Aim of the exercise:
Where "registers" occurs in a line of the entries below, copy that line.

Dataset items
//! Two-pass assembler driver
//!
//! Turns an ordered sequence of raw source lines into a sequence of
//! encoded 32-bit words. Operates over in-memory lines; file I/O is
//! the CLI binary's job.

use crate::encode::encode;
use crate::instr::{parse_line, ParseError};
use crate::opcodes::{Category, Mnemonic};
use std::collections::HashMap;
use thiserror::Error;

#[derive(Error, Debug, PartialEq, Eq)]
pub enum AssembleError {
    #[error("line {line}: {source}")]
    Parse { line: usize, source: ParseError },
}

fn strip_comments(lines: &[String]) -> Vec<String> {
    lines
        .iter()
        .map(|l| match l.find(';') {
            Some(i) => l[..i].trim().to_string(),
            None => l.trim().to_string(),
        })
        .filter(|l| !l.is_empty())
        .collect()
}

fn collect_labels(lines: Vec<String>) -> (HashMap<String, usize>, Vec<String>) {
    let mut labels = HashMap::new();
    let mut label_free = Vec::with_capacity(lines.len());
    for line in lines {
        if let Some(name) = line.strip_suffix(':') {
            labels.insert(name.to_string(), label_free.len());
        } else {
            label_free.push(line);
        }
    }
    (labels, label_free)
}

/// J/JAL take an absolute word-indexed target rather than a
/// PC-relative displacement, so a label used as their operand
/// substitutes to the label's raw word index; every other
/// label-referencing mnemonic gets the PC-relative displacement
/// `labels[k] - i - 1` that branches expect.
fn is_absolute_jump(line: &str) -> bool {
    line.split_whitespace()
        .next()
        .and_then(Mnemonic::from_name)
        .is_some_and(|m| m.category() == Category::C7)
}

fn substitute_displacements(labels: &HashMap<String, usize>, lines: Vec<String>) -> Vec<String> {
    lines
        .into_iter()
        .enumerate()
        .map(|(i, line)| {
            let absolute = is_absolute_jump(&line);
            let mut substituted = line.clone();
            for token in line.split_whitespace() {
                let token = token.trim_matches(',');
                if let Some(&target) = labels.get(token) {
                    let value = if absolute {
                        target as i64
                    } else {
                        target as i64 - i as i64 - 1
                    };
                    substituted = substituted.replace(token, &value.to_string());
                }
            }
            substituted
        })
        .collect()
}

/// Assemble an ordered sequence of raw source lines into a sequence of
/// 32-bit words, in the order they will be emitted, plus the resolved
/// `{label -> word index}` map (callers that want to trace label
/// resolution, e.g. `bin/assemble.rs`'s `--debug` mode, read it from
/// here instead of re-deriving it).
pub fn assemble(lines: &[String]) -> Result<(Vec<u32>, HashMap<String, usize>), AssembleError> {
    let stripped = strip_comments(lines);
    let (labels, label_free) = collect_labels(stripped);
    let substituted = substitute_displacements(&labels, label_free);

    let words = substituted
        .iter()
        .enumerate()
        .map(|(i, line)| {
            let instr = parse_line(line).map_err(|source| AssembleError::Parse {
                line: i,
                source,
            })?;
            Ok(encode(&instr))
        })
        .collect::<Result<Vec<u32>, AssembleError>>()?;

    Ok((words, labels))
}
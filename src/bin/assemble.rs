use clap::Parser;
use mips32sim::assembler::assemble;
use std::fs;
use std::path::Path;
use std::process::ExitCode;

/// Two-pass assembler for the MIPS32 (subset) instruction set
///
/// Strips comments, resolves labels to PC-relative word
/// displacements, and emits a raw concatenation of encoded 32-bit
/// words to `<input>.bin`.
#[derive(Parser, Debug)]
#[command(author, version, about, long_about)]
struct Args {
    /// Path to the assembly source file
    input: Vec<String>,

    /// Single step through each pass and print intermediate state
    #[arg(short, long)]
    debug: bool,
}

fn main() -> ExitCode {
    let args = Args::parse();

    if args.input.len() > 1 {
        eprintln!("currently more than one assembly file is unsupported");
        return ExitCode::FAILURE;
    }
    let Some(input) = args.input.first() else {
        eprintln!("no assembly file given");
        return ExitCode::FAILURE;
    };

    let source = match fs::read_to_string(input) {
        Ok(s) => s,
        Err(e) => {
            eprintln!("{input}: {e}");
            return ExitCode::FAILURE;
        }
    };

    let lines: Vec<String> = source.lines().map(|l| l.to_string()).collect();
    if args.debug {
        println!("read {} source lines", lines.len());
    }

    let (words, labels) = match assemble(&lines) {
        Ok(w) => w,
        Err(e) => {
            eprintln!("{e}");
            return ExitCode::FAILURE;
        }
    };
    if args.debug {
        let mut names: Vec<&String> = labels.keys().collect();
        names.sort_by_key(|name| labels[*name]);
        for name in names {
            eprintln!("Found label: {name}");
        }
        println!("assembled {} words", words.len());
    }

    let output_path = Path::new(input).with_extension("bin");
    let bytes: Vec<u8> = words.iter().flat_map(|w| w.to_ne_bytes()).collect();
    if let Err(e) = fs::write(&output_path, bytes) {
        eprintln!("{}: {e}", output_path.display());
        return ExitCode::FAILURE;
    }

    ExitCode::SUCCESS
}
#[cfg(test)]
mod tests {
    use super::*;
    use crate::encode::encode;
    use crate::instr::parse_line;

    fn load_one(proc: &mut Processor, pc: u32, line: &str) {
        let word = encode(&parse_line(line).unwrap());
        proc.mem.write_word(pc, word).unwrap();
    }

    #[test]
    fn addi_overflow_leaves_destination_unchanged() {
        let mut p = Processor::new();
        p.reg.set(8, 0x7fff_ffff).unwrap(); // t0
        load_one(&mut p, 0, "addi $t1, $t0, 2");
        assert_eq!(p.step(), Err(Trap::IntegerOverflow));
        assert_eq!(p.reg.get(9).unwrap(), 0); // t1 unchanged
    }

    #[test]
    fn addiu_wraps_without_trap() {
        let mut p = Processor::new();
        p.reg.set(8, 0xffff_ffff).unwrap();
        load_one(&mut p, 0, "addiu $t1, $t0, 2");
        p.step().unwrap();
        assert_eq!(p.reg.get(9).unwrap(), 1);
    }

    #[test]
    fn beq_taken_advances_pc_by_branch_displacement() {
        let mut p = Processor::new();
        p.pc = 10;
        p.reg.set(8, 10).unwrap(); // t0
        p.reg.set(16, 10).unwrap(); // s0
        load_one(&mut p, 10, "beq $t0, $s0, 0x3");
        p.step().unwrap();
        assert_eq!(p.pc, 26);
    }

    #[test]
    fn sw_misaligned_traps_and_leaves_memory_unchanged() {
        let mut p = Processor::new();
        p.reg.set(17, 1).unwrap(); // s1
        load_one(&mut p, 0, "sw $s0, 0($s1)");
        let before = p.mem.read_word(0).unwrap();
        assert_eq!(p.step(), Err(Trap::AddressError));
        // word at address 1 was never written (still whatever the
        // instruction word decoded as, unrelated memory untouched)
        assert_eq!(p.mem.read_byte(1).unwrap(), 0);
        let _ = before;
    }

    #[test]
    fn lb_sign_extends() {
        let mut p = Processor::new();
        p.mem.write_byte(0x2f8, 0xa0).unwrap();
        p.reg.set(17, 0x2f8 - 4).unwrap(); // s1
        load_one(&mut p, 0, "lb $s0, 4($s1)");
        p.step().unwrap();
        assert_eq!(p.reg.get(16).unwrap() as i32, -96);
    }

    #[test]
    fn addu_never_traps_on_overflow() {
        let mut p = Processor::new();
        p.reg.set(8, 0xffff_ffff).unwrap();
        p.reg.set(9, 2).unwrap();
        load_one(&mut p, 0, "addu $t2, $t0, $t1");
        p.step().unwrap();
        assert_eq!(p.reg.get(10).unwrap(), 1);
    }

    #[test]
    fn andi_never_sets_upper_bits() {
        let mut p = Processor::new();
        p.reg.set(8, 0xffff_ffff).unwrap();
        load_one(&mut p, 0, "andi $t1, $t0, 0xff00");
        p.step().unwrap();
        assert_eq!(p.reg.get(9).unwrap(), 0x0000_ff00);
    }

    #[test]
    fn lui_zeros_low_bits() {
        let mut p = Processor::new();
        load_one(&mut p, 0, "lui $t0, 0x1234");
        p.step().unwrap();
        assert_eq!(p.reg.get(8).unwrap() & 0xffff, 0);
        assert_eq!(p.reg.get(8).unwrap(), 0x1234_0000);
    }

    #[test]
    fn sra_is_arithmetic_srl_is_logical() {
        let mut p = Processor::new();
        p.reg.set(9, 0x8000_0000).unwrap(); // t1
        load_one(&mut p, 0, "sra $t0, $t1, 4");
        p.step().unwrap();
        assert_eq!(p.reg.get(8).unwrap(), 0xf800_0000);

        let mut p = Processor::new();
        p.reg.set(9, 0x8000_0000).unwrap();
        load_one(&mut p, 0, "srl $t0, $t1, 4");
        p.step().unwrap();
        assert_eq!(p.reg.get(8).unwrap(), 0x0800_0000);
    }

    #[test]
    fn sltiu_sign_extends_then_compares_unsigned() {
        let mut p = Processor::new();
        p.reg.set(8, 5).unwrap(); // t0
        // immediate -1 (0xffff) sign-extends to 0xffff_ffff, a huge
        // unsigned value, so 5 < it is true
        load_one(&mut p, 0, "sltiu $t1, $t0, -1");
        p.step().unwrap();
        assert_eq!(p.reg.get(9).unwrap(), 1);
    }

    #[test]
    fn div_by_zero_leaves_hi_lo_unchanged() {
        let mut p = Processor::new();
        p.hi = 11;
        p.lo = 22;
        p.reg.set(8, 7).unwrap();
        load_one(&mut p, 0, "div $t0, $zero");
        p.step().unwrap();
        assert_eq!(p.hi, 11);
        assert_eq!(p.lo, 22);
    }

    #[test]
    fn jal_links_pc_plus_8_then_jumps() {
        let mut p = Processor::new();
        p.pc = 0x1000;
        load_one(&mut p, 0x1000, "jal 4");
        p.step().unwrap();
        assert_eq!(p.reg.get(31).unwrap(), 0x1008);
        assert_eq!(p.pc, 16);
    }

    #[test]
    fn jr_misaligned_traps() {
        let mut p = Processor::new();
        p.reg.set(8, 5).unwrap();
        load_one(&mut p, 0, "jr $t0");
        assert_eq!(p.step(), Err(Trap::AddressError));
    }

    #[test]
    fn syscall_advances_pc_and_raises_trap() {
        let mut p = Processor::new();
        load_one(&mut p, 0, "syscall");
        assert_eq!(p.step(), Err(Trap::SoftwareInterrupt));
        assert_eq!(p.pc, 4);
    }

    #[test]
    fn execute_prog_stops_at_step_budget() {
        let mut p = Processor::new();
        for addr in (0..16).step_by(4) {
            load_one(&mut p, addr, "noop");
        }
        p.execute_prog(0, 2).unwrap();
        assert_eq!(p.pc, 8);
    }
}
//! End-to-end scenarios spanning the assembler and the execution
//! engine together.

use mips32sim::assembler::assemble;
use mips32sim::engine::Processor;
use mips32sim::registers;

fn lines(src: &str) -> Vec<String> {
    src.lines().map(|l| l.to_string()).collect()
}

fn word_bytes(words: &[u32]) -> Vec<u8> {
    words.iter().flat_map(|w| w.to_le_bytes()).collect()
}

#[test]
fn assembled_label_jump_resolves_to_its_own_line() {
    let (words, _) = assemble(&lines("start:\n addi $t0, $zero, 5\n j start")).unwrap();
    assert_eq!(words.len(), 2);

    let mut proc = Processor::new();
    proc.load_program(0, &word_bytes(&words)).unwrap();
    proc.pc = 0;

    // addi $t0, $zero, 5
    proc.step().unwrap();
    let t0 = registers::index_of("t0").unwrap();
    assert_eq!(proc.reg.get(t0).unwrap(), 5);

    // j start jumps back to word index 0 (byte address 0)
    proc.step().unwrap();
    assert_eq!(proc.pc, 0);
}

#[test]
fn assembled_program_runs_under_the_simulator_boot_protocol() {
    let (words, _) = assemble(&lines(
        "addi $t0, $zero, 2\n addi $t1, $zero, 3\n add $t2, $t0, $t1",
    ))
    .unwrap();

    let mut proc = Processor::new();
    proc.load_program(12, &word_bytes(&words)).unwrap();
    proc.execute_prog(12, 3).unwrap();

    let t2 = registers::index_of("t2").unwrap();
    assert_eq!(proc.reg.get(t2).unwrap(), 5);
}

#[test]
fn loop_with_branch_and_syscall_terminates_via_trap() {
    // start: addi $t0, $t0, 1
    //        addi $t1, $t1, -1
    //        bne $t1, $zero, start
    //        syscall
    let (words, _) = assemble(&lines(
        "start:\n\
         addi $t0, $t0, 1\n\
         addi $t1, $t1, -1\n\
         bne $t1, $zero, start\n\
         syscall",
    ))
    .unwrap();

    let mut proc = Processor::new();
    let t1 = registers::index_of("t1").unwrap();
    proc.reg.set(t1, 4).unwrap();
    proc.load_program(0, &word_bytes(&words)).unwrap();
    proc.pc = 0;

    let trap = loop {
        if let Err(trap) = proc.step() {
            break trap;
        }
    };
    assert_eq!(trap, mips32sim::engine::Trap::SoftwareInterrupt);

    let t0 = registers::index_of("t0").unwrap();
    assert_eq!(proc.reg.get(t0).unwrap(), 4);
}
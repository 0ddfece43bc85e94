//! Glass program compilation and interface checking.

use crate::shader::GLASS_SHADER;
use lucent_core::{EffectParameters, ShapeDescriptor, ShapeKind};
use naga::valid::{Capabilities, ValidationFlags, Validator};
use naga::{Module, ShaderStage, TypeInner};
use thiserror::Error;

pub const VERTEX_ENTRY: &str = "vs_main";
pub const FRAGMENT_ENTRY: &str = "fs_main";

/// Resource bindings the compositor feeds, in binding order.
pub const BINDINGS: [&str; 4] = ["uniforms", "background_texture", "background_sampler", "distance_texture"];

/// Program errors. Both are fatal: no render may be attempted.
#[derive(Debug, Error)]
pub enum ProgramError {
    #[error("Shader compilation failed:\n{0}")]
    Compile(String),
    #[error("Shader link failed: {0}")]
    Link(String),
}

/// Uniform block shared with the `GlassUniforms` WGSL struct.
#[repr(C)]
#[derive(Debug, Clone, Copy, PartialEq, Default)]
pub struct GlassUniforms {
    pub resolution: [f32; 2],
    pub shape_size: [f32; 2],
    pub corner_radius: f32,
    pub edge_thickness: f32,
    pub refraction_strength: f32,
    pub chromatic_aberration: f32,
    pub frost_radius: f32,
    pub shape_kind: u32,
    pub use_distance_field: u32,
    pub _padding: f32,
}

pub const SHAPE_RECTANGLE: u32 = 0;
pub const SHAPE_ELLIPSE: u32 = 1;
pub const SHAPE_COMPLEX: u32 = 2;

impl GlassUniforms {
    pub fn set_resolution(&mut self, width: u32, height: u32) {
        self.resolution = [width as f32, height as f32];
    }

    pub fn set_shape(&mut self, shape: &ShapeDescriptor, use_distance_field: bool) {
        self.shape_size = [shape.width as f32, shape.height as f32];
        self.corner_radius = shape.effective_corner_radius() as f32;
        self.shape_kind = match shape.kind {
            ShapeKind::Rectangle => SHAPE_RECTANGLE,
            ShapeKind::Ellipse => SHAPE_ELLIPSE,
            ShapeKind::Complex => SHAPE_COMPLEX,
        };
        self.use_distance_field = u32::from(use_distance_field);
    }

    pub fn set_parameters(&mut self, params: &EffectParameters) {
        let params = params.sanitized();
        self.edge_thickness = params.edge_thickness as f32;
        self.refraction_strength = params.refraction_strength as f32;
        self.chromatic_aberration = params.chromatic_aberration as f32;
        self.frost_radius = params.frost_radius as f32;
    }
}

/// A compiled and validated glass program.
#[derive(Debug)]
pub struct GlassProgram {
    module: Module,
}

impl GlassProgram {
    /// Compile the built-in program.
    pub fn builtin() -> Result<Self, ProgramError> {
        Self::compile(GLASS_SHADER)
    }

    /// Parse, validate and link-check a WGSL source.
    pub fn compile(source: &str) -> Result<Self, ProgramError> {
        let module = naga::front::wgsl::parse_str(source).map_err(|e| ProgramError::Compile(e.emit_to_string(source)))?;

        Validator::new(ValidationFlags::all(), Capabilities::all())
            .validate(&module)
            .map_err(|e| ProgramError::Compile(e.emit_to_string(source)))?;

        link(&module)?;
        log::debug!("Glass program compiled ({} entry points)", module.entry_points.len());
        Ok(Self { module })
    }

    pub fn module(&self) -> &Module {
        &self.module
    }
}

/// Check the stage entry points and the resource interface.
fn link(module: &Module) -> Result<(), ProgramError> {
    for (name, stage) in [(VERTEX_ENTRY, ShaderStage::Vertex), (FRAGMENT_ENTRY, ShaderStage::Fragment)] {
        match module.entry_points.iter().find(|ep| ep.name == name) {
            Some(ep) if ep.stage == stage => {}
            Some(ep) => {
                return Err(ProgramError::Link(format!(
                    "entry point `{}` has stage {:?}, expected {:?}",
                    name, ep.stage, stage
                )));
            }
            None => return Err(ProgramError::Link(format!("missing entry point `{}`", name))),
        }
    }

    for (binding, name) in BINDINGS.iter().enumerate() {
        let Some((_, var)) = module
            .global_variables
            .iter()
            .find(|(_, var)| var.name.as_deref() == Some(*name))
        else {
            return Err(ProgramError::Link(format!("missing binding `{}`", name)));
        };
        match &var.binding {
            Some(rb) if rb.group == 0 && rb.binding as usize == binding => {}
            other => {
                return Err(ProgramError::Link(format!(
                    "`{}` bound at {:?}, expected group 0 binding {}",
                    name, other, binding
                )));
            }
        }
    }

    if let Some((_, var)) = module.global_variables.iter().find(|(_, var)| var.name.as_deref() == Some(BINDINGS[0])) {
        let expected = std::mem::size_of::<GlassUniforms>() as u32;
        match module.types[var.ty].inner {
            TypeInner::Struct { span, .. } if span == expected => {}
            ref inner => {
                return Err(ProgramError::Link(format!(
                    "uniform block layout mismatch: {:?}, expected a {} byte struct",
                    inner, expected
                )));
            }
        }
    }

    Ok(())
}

Response below:
use mips32sim::registers;
    let t0 = registers::index_of("t0").unwrap();
    let t2 = registers::index_of("t2").unwrap();
    let t1 = registers::index_of("t1").unwrap();
    let t0 = registers::index_of("t0").unwrap();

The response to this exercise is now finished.